Le Concerto de Dvorak, l’Everest du violoncelle

Monument du répertoire pour violoncelle, le Concerto en si mineur est pratiquement achevé lorsque Dvorak rentre des Etats-Unis. Œuvre mélancolique, il recèle un discret hommage à la belle-sœur du compositeur. Mais il est surtout remarquable par son équilibre entre soliste et orchestre, le rôle important confié aux instruments à vent, et l’équilibre global de ses trois mouvements.

Dvorak découvre les possibilités de l’orchestre en jouant les œuvres de Smetana

Né en République tchèque (alors territoire de l’Empire austro-hongrois), Dvorak gagne un temps sa vie en jouant de l’alto dans l’orchestre de l’Opéra de Prague. Il se familiarise ainsi avec les œuvres du répertoire, et découvre celles du « père de la musique tchèque » : Smetana. Dvorak en restera profondément marqué.

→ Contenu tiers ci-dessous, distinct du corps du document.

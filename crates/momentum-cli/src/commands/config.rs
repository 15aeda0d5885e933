use anyhow::{bail, Result};
use clap::Subcommand;
use momentum_core::Config;

#[derive(Subcommand)]
pub enum ConfigAction {
    /// Get a config value
    Get {
        /// Config key (e.g. "focus.work_minutes", "ledger.daily_goal")
        key: String,
    },
    /// Set a config value
    Set {
        /// Config key
        key: String,
        /// New value (JSON for tables, e.g. momentum.tiers)
        value: String,
    },
    /// List all config values
    List,
    /// Reset config to defaults
    Reset,
    /// Print the config file location
    Path,
}

pub fn run(action: ConfigAction) -> Result<()> {
    match action {
        ConfigAction::Get { key } => {
            let config = Config::load()?;
            match config.get(&key) {
                Some(value) => println!("{value}"),
                None => bail!("unknown key: {key}"),
            }
        }
        ConfigAction::Set { key, value } => {
            let mut config = Config::load()?;
            config.set(&key, &value)?;
            config.save()?;
            println!("ok");
        }
        ConfigAction::List => {
            let config = Config::load()?;
            let json = serde_json::to_string_pretty(&config)?;
            println!("{json}");
        }
        ConfigAction::Reset => {
            let config = Config::default();
            config.save()?;
            println!("config reset to defaults");
        }
        ConfigAction::Path => {
            println!("{}", Config::path()?.display());
        }
    }
    Ok(())
}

Il y découvre la possibilité d’une synthèse entre la musique savante occidentale et les traditions populaires slaves. Dans la première, il puise les grands genres (symphonie, quatuor à cordes, concerto, etc.), les formes académiques qui les structurent (forme-sonate, scherzo, etc.), et les principes d’harmonie de la musique tonale. Au folklore, il emprunte des rythmes, un certain lyrisme mélodique et des références aux légendes populaires qui lui inspireront opéra et poèmes symphoniques. Cette expérience de jeunesse dans l’orchestre sera en outre bientôt utile à Dvorak. Mariage des timbres, écriture propre à chaque instrument ou équilibre d’ensemble, il s’en souviendra lorsqu’il composera ses propres partitions symphoniques.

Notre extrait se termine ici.